## Data under study
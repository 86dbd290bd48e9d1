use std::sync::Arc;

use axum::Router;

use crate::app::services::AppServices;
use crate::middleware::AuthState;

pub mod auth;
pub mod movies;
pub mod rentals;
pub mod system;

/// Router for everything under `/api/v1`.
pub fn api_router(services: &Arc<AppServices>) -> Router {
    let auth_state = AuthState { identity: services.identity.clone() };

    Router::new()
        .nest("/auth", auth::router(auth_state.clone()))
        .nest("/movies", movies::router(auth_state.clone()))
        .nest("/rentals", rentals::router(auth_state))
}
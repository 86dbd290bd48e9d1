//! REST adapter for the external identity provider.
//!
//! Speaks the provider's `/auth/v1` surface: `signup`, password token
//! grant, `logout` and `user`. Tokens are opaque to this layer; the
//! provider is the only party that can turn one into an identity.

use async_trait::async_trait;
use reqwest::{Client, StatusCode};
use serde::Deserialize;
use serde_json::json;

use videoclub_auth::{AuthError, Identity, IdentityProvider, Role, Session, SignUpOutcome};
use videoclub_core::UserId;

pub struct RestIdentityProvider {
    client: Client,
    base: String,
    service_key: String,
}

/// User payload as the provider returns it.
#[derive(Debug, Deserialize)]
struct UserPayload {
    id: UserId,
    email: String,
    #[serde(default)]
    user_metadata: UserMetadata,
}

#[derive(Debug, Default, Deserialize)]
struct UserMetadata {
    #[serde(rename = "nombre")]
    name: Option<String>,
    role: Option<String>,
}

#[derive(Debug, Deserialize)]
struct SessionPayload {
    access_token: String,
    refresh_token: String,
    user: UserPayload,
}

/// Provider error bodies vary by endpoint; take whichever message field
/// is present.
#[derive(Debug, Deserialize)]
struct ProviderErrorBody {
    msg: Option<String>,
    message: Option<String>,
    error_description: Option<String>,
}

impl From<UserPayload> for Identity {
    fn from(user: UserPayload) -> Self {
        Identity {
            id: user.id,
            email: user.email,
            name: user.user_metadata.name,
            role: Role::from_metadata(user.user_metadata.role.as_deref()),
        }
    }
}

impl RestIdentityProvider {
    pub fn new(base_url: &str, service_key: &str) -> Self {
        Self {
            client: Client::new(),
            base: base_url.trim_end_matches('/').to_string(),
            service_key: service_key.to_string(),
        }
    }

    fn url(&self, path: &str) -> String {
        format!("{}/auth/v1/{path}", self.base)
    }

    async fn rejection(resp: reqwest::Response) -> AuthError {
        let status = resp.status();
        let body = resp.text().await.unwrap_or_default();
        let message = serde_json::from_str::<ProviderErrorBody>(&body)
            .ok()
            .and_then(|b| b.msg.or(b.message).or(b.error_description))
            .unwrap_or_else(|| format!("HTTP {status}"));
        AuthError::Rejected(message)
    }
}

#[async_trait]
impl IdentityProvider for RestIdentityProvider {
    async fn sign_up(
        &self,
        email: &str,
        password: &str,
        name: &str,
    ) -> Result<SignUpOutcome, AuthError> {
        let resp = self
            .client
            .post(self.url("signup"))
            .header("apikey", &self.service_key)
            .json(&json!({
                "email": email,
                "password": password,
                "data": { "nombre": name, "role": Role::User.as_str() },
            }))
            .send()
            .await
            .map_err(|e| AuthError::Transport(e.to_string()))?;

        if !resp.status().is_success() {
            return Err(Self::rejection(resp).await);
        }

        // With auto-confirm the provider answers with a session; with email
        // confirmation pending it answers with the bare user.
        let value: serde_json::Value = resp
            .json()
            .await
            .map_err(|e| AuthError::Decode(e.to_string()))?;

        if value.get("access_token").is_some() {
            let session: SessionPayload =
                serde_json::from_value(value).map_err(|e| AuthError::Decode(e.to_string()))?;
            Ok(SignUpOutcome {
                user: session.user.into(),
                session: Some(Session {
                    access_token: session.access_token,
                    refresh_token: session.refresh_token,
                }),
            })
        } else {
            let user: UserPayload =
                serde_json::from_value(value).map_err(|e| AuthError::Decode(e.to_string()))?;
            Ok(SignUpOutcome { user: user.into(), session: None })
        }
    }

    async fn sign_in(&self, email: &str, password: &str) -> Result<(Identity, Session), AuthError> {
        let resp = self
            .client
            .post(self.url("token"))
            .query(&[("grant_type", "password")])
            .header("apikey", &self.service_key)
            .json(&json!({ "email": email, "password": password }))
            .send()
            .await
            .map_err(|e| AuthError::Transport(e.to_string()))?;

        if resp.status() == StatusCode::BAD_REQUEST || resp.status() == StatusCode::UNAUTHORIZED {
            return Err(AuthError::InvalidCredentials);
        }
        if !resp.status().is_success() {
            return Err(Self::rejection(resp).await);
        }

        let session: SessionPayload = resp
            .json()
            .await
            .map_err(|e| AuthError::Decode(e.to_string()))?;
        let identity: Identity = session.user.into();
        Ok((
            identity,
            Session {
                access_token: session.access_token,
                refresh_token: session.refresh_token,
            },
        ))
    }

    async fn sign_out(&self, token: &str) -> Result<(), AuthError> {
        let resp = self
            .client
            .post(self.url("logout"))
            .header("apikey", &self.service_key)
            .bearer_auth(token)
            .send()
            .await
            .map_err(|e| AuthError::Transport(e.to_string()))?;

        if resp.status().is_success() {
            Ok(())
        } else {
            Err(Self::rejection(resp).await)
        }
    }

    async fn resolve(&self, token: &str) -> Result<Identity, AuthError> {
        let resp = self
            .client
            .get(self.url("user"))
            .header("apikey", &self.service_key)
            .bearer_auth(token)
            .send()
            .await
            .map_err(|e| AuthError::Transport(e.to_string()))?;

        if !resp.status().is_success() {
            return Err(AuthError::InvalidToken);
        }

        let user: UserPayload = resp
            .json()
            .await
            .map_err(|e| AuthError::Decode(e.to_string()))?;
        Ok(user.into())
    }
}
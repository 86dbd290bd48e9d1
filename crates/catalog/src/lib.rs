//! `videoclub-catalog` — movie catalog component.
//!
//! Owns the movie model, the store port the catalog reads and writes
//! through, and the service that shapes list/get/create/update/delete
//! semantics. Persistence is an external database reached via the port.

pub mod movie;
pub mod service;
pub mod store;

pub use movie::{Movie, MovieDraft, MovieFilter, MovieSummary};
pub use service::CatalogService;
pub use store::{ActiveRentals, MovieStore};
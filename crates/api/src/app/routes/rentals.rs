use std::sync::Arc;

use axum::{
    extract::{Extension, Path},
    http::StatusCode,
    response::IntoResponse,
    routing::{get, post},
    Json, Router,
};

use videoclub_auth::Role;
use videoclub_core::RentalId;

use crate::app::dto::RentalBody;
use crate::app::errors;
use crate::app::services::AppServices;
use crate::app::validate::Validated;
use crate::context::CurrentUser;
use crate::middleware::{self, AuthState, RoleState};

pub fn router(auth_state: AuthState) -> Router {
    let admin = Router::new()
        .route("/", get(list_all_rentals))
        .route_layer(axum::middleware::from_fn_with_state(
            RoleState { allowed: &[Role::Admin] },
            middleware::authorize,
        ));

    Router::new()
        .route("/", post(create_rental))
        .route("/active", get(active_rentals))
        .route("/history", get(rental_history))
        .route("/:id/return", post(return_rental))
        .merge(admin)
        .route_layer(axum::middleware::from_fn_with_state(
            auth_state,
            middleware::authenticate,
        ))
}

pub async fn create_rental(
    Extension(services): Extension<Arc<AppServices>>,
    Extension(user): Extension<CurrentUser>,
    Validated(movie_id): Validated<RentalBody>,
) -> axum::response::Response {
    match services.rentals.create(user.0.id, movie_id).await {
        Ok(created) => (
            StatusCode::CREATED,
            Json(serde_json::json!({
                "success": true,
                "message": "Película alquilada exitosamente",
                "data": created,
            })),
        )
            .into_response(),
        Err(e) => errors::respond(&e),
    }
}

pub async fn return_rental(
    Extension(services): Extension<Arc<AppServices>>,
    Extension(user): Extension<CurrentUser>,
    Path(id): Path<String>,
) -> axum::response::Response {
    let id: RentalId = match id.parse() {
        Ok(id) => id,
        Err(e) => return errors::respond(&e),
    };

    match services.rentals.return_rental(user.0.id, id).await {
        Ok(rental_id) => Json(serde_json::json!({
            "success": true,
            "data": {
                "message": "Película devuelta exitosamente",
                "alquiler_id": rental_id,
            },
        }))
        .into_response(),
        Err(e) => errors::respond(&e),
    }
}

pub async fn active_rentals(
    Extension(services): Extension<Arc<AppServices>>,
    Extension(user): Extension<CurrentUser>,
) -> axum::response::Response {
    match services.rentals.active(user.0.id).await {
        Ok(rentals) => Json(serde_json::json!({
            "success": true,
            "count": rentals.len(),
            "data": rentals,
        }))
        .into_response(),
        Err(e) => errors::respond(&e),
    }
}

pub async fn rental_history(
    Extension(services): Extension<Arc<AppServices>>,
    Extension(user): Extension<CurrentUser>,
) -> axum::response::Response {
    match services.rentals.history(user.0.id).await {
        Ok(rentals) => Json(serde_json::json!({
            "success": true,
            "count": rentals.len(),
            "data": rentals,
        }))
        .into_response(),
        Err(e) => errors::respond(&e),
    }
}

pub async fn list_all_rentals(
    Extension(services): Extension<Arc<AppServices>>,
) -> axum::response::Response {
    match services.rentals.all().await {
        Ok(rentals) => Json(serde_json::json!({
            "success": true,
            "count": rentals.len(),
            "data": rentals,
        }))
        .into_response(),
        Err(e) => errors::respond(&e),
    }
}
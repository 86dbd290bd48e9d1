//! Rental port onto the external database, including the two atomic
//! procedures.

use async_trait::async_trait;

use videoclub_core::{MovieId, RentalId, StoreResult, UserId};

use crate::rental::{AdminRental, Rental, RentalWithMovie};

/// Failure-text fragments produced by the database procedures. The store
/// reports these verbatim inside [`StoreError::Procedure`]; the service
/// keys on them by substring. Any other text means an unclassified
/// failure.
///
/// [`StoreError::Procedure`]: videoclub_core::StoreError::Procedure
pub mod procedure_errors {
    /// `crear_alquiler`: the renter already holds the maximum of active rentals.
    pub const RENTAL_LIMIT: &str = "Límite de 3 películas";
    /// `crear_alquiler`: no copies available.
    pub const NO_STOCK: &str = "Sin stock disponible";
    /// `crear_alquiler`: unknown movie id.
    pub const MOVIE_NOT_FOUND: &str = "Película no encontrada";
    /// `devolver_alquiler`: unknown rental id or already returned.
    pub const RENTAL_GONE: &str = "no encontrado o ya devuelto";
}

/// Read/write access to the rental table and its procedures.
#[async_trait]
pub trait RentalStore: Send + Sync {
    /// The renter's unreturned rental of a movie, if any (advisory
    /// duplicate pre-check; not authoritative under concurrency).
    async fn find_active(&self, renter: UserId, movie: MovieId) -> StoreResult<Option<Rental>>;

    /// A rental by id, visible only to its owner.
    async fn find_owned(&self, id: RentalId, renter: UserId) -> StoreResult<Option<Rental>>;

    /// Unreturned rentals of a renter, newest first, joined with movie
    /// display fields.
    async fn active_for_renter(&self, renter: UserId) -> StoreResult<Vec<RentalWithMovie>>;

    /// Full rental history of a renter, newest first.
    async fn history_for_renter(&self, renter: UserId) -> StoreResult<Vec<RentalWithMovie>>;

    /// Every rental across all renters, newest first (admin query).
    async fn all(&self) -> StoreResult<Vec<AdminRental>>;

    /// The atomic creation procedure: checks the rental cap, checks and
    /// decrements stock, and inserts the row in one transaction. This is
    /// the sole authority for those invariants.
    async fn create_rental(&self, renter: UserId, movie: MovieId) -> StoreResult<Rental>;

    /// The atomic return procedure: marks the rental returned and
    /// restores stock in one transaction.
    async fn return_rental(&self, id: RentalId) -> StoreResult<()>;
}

## Required action
Up to and including the line with "let auth_state = AuthState", print every line of the records from the start.

## Exercise output
repository 86dbd290bd48e9d1
use std::sync::Arc;

use axum::Router;

use crate::app::services::AppServices;
use crate::middleware::AuthState;

pub mod auth;
pub mod movies;
pub mod rentals;
pub mod system;

/// Router for everything under `/api/v1`.
pub fn api_router(services: &Arc<AppServices>) -> Router {
    let auth_state = AuthState { identity: services.identity.clone() };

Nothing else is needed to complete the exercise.